The meaning "physical effort, exertion" is from c. 1200; that of "scholarly labor" or its productions is from c. 1200; the meaning "artistic labor" or its productions is from c. 1200. The sense of "labor as a measurable commodity" is from c. 1300. The meaning "embroidery, stitchery, needlepoint" is from late 14c.
Work of art attested by 1774 as "artistic creation," earlier (1728) "artifice, production of humans (as opposed to nature)." Work ethic recorded from 1959. To be out of work "unemployed" is from 1590s. To make clean work of is from c. 1300; to make short work of is from 1640s.
Proverbial expression many hands make light work is from c. 1300. To have (one's) work cut out for one is from 1610s; to have it prepared and prescribed, hence, to have all one can handle.

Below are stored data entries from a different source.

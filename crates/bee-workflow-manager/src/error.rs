use bee_common::BeeError;
use bee_graph_store::GraphStoreError;
use bee_scheduler::SchedulerError;
use thiserror::Error;

#[derive(Error, Debug)]
pub enum WfmError {
    #[error(transparent)]
    GraphStore(#[from] GraphStoreError),
    #[error(transparent)]
    Scheduler(#[from] SchedulerError),
    #[error("invalid transition: {0}")]
    BadTransition(String),
    #[error("malformed submission: {0}")]
    BadRequest(String),
    #[error("archive I/O failed: {0}")]
    ArchiveIo(String),
    #[error("task manager unreachable: {0}")]
    TmUnreachable(String),
    #[error("not found: {0}")]
    NotFound(String),
}

impl From<std::io::Error> for WfmError {
    fn from(e: std::io::Error) -> Self {
        WfmError::ArchiveIo(e.to_string())
    }
}

impl From<WfmError> for BeeError {
    fn from(e: WfmError) -> Self {
        match e {
            WfmError::GraphStore(g) => g.into(),
            WfmError::Scheduler(s) => s.into(),
            WfmError::BadTransition(m) => BeeError::BadRequest(m),
            WfmError::BadRequest(m) => BeeError::BadRequest(m),
            WfmError::ArchiveIo(m) => BeeError::Invariant(m),
            WfmError::TmUnreachable(m) => BeeError::BackendError(m),
            WfmError::NotFound(m) => BeeError::NotFound(m),
        }
    }
}
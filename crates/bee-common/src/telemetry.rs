//! Tracing setup shared by every long-lived BEE service.
//!
//! Installs a stdout `fmt` layer driven by `RUST_LOG`/`EnvFilter`, matching
//! what every binary in this workspace does, plus a rolling file layer under
//! `{workdir}/logs/{component}.log` so each component keeps its own log file
//! the way the original orchestrator did.
//!
//! The original's `STEP_INFO` level (a milestone level between DEBUG and
//! INFO) has no direct equivalent in `tracing`'s fixed level set; call sites
//! that would have used it should emit `tracing::info!(step = true, ...)`
//! instead so the field survives in structured output.

use std::path::Path;
use tracing_subscriber::prelude::*;
use tracing_subscriber::{fmt, EnvFilter};

/// Must be kept alive for the lifetime of the process; dropping it stops
/// flushing the non-blocking file writer.
pub struct TelemetryGuard {
    _file_guard: tracing_appender::non_blocking::WorkerGuard,
}

pub fn init(component: &str, workdir: &Path) -> std::io::Result<TelemetryGuard> {
    let log_dir = workdir.join("logs");
    std::fs::create_dir_all(&log_dir)?;

    let file_appender = tracing_appender::rolling::never(&log_dir, format!("{component}.log"));
    let (non_blocking, guard) = tracing_appender::non_blocking(file_appender);

    let stdout_layer = fmt::layer().with_target(true);
    let file_layer = fmt::layer().with_writer(non_blocking).with_ansi(false);

    tracing_subscriber::registry()
        .with(EnvFilter::from_default_env())
        .with(stdout_layer)
        .with(file_layer)
        .init();

    Ok(TelemetryGuard { _file_guard: guard })
}
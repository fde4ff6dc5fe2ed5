use axum::extract::{Path as AxumPath, State as AxumState};
use axum::routing::put;
use axum::Router;
use bee_common::config::BackendKind;
use bee_common::{TaskId, WorkflowId};
use bee_task_manager::backend::SimpleBackend;
use bee_task_manager::http::{self, AppState};
use bee_task_manager::tick::Tm;
use bee_task_manager::types::ScheduledTask;
use bee_task_manager::{JobState, TmState, WfmClient};
use std::path::PathBuf;
use std::sync::{Arc, Mutex};

fn sample_task(name: &str) -> ScheduledTask {
    ScheduledTask {
        task_id: TaskId::new(),
        wf_id: WorkflowId::new(),
        name: name.to_string(),
        workdir: PathBuf::from("/tmp/bee-tm-tests"),
        mpi: None,
        command: vec!["true".to_string()],
    }
}

fn make_tm() -> Arc<Tm> {
    Arc::new(Tm {
        state: Arc::new(TmState::new(3)),
        backend: Arc::new(SimpleBackend::new()),
        backend_kind: BackendKind::Simple,
        // No WFM listening in these tests; the reporting path retries and
        // gives up without panicking. A tiny backoff keeps the test fast.
        wfm: WfmClient::with_base_backoff("http://127.0.0.1:0", std::time::Duration::from_millis(5)),
    })
}

#[tokio::test]
async fn submit_moves_task_from_submit_queue_to_job_queue() {
    let tm = make_tm();
    tm.state.submit(sample_task("noop")).await;
    assert_eq!(tm.state.queues.lock().await.submit_queue.len(), 1);

    tm.check_tasks().await;

    let queues = tm.state.queues.lock().await;
    assert_eq!(queues.submit_queue.len(), 0);
    assert_eq!(queues.job_queue.len(), 1);
}

#[tokio::test]
async fn completed_job_is_removed_from_job_queue() {
    let tm = make_tm();
    tm.state.submit(sample_task("quick")).await;
    tm.check_tasks().await;
    assert_eq!(tm.state.queues.lock().await.job_queue.len(), 1);

    // The spawned `true` process exits almost immediately; give it a moment
    // then poll again.
    tokio::time::sleep(std::time::Duration::from_millis(200)).await;
    tm.check_tasks().await;

    assert_eq!(tm.state.queues.lock().await.job_queue.len(), 0);
}

#[tokio::test]
async fn cancel_before_submission_drops_from_submit_queue() {
    let tm = make_tm();
    let task = sample_task("never-runs");
    let task_id = task.task_id;
    tm.state.submit(task).await;

    let outcome = tm.state.cancel(task_id).await;
    assert!(matches!(outcome, bee_task_manager::CancelOutcome::RemovedFromSubmitQueue));
    assert_eq!(tm.state.queues.lock().await.submit_queue.len(), 0);
}

#[tokio::test]
async fn unknown_task_query_returns_none() {
    let tm = make_tm();
    assert!(tm.state.last_known_state(TaskId::new()).await.is_none());
}

#[test]
fn unmapped_backend_state_maps_to_zombie() {
    use bee_task_manager::backend::SlurmBackend;
    assert_eq!(SlurmBackend::canonical("SOME_FUTURE_STATE"), JobState::Zombie);
}

/// Minimal mock WFM HTTP server capturing every `PUT /workflows/:id/update/`
/// body it receives, standing in for `bee-workflow-manager`.
#[derive(Clone, Default)]
struct MockWfm {
    updates: Arc<Mutex<Vec<serde_json::Value>>>,
}

async fn mock_update(
    AxumState(mock): AxumState<MockWfm>,
    AxumPath(_wf_id): AxumPath<uuid::Uuid>,
    axum::Json(body): axum::Json<serde_json::Value>,
) -> axum::http::StatusCode {
    mock.updates.lock().unwrap().push(body);
    axum::http::StatusCode::OK
}

async fn spawn_mock_wfm() -> (MockWfm, String) {
    let mock = MockWfm::default();
    let app = Router::new()
        .route("/workflows/:id/update/", put(mock_update))
        .with_state(mock.clone());
    let listener = tokio::net::TcpListener::bind("127.0.0.1:0").await.unwrap();
    let addr = listener.local_addr().unwrap();
    tokio::spawn(async move {
        axum::serve(listener, app).await.unwrap();
    });
    (mock, format!("http://{addr}"))
}

#[tokio::test]
async fn cancelling_an_in_flight_job_reports_cancelled_not_failed() {
    let (mock, wfm_addr) = spawn_mock_wfm().await;
    let tm = Arc::new(Tm {
        state: Arc::new(TmState::new(3)),
        backend: Arc::new(SimpleBackend::new()),
        backend_kind: BackendKind::Simple,
        wfm: WfmClient::new(wfm_addr),
    });

    let mut task = sample_task("long-runner");
    task.command = vec!["sleep".to_string(), "5".to_string()];
    let task_id = task.task_id;
    tm.state.submit(task).await;
    tm.check_tasks().await;
    assert_eq!(tm.state.queues.lock().await.job_queue.len(), 1);

    let app = http::router(AppState { tm: tm.clone() });
    let listener = tokio::net::TcpListener::bind("127.0.0.1:0").await.unwrap();
    let tm_addr = listener.local_addr().unwrap();
    tokio::spawn(async move {
        axum::serve(listener, app).await.unwrap();
    });

    let resp = reqwest::Client::new()
        .delete(format!("http://{tm_addr}/tasks/{}", task_id.0))
        .send()
        .await
        .unwrap();
    assert!(resp.status().is_success());

    // The cancel already removed the job_queue entry, so this tick has
    // nothing left to poll for the task and can't downgrade it to ZOMBIE.
    assert_eq!(tm.state.queues.lock().await.job_queue.len(), 0);
    tm.check_tasks().await;

    tokio::time::sleep(std::time::Duration::from_millis(100)).await;
    let reported: Vec<String> = mock
        .updates
        .lock()
        .unwrap()
        .iter()
        .filter(|u| u["task_id"] == serde_json::json!(task_id))
        .map(|u| u["job_state"].as_str().unwrap().to_string())
        .collect();
    assert_eq!(reported, vec!["PENDING", "CANCELLED"]);
}
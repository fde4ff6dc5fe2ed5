//! Archiving: tars a workflow's on-disk directory (cwl, inputs, metadata,
//! logs) into a compressed archive under `{archive_root}/{wf_id}.tgz`.
//!
//! Partial results during cancellation are not flushed specially here --
//! whatever is on disk at archive time is archived as-is, which already
//! includes anything written before cancellation landed.

use crate::error::WfmError;
use bee_common::WorkflowId;
use flate2::write::GzEncoder;
use flate2::Compression;
use std::fs::File;
use std::path::{Path, PathBuf};

pub fn archive_path(archive_root: &Path, wf_id: WorkflowId) -> PathBuf {
    archive_root.join(format!("{wf_id}.tgz"))
}

/// Tars `workflow_dir` into `{archive_root}/{wf_id}.tgz`. `workflow_dir` need
/// not exist -- an empty workflow produces an empty (header-only) archive,
/// satisfying the zero-task-workflow boundary case.
pub fn write_archive(workflow_dir: &Path, archive_root: &Path, wf_id: WorkflowId) -> Result<PathBuf, WfmError> {
    std::fs::create_dir_all(archive_root)?;
    let dest = archive_path(archive_root, wf_id);
    let file = File::create(&dest)?;
    let enc = GzEncoder::new(file, Compression::default());
    let mut builder = tar::Builder::new(enc);
    if workflow_dir.exists() {
        builder.append_dir_all(".", workflow_dir)?;
    }
    builder.finish()?;
    Ok(dest)
}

Work in progress is from 1930 in a general sense, earlier as a specific term in accountancy and parliamentary procedure.
Work is less boring than amusing oneself. [Baudelaire, "Mon Coeur mis a nu," 1862]
c. 1300, "booth or shed for trade or work," perhaps from Old English scoppa, a rare word of uncertain meaning, apparently related to scypen "cowshed," from Proto-Germanic *skoppan "small additional structure" (source also of Old High German scopf "building without walls, porch," German dialectal Scopf "porch, cart-shed, barn," German Schuppen "a shed"), from a root *skupp-. Or the Middle English word was acquired from Old French eschoppe "booth, stall" (Modern French échoppe), which is a Germanic loan-word from the same root.
The meaning "building or room set aside for sale of merchandise" is from mid-14c. The meaning "schoolroom equipped for teaching vocational arts" is from 1914, American English (as in shop class, attested by 1948).
The sense of "one's own business, craft, or calling" is from 1814, as in talk shop (v.), "converse in general society about matters pertaining to one's trade," which is attested by 1860. Shop-talk (n.) is by 1881.